Reviewed by Michael Washburn
Avoid the Day: A New Nonfiction in Two Movements
By Jay Kirk
July 28, 2020, ISBN: 9780062356178, Paperback, 384 pages, $17.99
Jay Kirk’s nonfiction book Avoid the Day is one of the more inventive and wide-ranging autobiographical works you are likely to come across, even if you subscribe to the notion that most if not all forms of writing are on some level an excrescence of the author’s past. Slivers of Kirk’s sometimes funny, sometimes traumatic personal history overlap and complement and reflect one another throughout the book. He spends a good part of the book searching in Transylvania for a lost manuscript, purportedly the work of none other than the great Béla Bartók, and spends another large chunk of it organizing strange activities on the deck of a cruise ship navigating some of the world’s remotest waters. Interwoven with these threads are passages in which Kirk frets over his seriously ill father, who, in one video call, strikes him as looking, in Kirk’s words, about a million years old.
Disparate as these activities may seem, the experiences on the cruise ship present an analogue to certain of Kirk’s earlier endeavors.
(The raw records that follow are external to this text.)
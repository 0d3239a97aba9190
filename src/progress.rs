//! Build progress reporting.
//!
//! `index build` reports which corpus it is scanning and how many documents
//! have been indexed so far. Progress goes to **stderr** so stdout stays
//! parseable for scripts.

use std::io::Write;

/// A single progress event for a build.
#[derive(Clone, Debug, PartialEq, Eq)]
pub enum BuildProgressEvent {
    /// Walking the corpus root. Total unknown.
    Discovering { root: String },
    /// `n` documents segmented out of `total`.
    Indexing { n: u64, total: u64 },
}

/// Reports build progress.
pub trait BuildProgressReporter: Send + Sync {
    fn report(&self, event: BuildProgressEvent);
}

/// Human-friendly progress on stderr: "build ./docs  indexing  1,234 / 5,000 documents".
pub struct StderrProgress;

impl BuildProgressReporter for StderrProgress {
    fn report(&self, event: BuildProgressEvent) {
        let line = match &event {
            BuildProgressEvent::Discovering { root } => {
                format!("build {}  discovering...\n", root)
            }
            BuildProgressEvent::Indexing { n, total } => {
                format!(
                    "build  indexing  {} / {} documents\n",
                    format_number(*n),
                    format_number(*total)
                )
            }
        };
        let mut stderr = std::io::stderr().lock();
        let _ = stderr.write_all(line.as_bytes());
        let _ = stderr.flush();
    }
}

/// Machine-readable progress: one JSON object per line on stderr.
pub struct JsonProgress;

impl BuildProgressReporter for JsonProgress {
    fn report(&self, event: BuildProgressEvent) {
        let obj = json_event(&event);
        if let Ok(line) = serde_json::to_string(&obj) {
            let mut stderr = std::io::stderr().lock();
            let _ = writeln!(stderr, "{}", line);
            let _ = stderr.flush();
        }
    }
}

fn json_event(event: &BuildProgressEvent) -> serde_json::Value {
    match event {
        BuildProgressEvent::Discovering { root } => serde_json::json!({
            "event": "progress",
            "root": root,
            "phase": "discovering"
        }),
        BuildProgressEvent::Indexing { n, total } => serde_json::json!({
            "event": "progress",
            "phase": "indexing",
            "n": n,
            "total": total
        }),
    }
}

/// No-op reporter when progress is disabled.
pub struct NoProgress;

impl BuildProgressReporter for NoProgress {
    fn report(&self, _event: BuildProgressEvent) {}
}

pub(crate) fn format_number(n: u64) -> String {
    let s = n.to_string();
    let mut result = String::with_capacity(s.len() + s.len() / 3);
    for (i, c) in s.chars().rev().enumerate() {
        if i > 0 && i % 3 == 0 {
            result.push(',');
        }
        result.push(c);
    }
    result.chars().rev().collect()
}

/// Progress mode for the CLI: off, human (stderr), or JSON (stderr).
#[derive(Clone, Copy, Debug, Eq, PartialEq, clap::ValueEnum)]
pub enum ProgressMode {
    Off,
    Human,
    Json,
}

impl ProgressMode {
    /// Default: human progress when stderr is a TTY, otherwise off.
    pub fn default_for_tty() -> Self {
        if atty::is(atty::Stream::Stderr) {
            ProgressMode::Human
        } else {
            ProgressMode::Off
        }
    }

    pub fn reporter(&self) -> Box<dyn BuildProgressReporter> {
        match self {
            ProgressMode::Off => Box::new(NoProgress),
            ProgressMode::Human => Box::new(StderrProgress),
            ProgressMode::Json => Box::new(JsonProgress),
        }
    }
}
He and a companion decide that they want to lens an indie horror flick in which the protagonists wake up on a cruise ship and find it empty except for themselves, at which point strange encounters and sinister doings commence. In order to realize this Twilight-Zone scenario, they plan to film in the early hours of the morning, when the decks are likely to be bare. Hence the title of the book. To do your most audacious creative work, choose a time when most of the world, or at least that part of it you are passing through, is asleep. Avoid the day. But even when taking this general approach, it turns out their efforts at times do require the cooperation of large numbers of passengers and crew.
The efforts of the spunky indie filmmakers are as amusing and oddly sympathetic as those of the doomed young film crew in that seminal 1999 found-footage shocker, The Blair Witch Project. They also have something of the bold spirit and gumption of amateur filmmaker Marc Borchardt as exhibited in a comparable indie effort from that same year, American Movie. But, in this book, there is an eeriness to the deserted sets that evokes the pervasive melancholy of living with loss or prolonged absence, as anyone who has grappled with the illness or death of a parent knows, or the deep spiritual frustration of devoting one’s efforts to the pursuit of something obviously valuable and maddeningly elusive, like the manuscript of a great composer. That manuscript comes to represent for Kirk, and to an extent for the reader, an object of a kind of Freudian transference: the locus of one’s fiercest emotions, something one needs to own, to have in one’s life, as profoundly important and irreplaceable as a parent.
The highly unusual experiences Kirk relates may seem far outside the shared experience of most readers, but at the same time they channel common if not universal human perceptions, needs, and agonies. No wonder that British nature writer Helen Macdonald, in a recent interview with the Boston Globe, calls the book not only “one of the strangest pieces of creative nonfiction I’ve read” but also “a hallucinogenic, deeply personal story.” Macdonald herself is the author of a bestselling memoir about grieving the loss of her father. It is not hard to imagine why Avoid the Day spoke so directly to her.
Avoid the Day will also remind readers of how loss, sadness, anguish, and difficulties of adapting to realities can breed ever more serious problems. Kirk comes to exhibit a dependence on drugs in the benzodiazepine class, the same class of medication that led to nearly fatal addiction and months of agonizing illness and intermittently effective treatment for Jordan Peterson, the Canadian clinical psychologist, professor, and online phenomenon. Sometimes, this book will remind readers, it is literally possible to kill the patient to cure the disease.
Kirk, a writer for publications such as GQ and the New York Times Magazine, has demonstrated fearlessness in setting out to write the kind of unclassifiable work from which all to many publishers these days may shy away, but which will nonetheless resonate even or especially with readers who in a strictly literal sense have never had adventures like the ones Kirk narrates. Such are the universality of his themes.
About the reviewer: Michael Washburn is a Brooklyn-based writer and journalist and the author of The Uprooted and Other Stories (2018), When We’re Grownups (2019), and Stranger, Stranger (2020).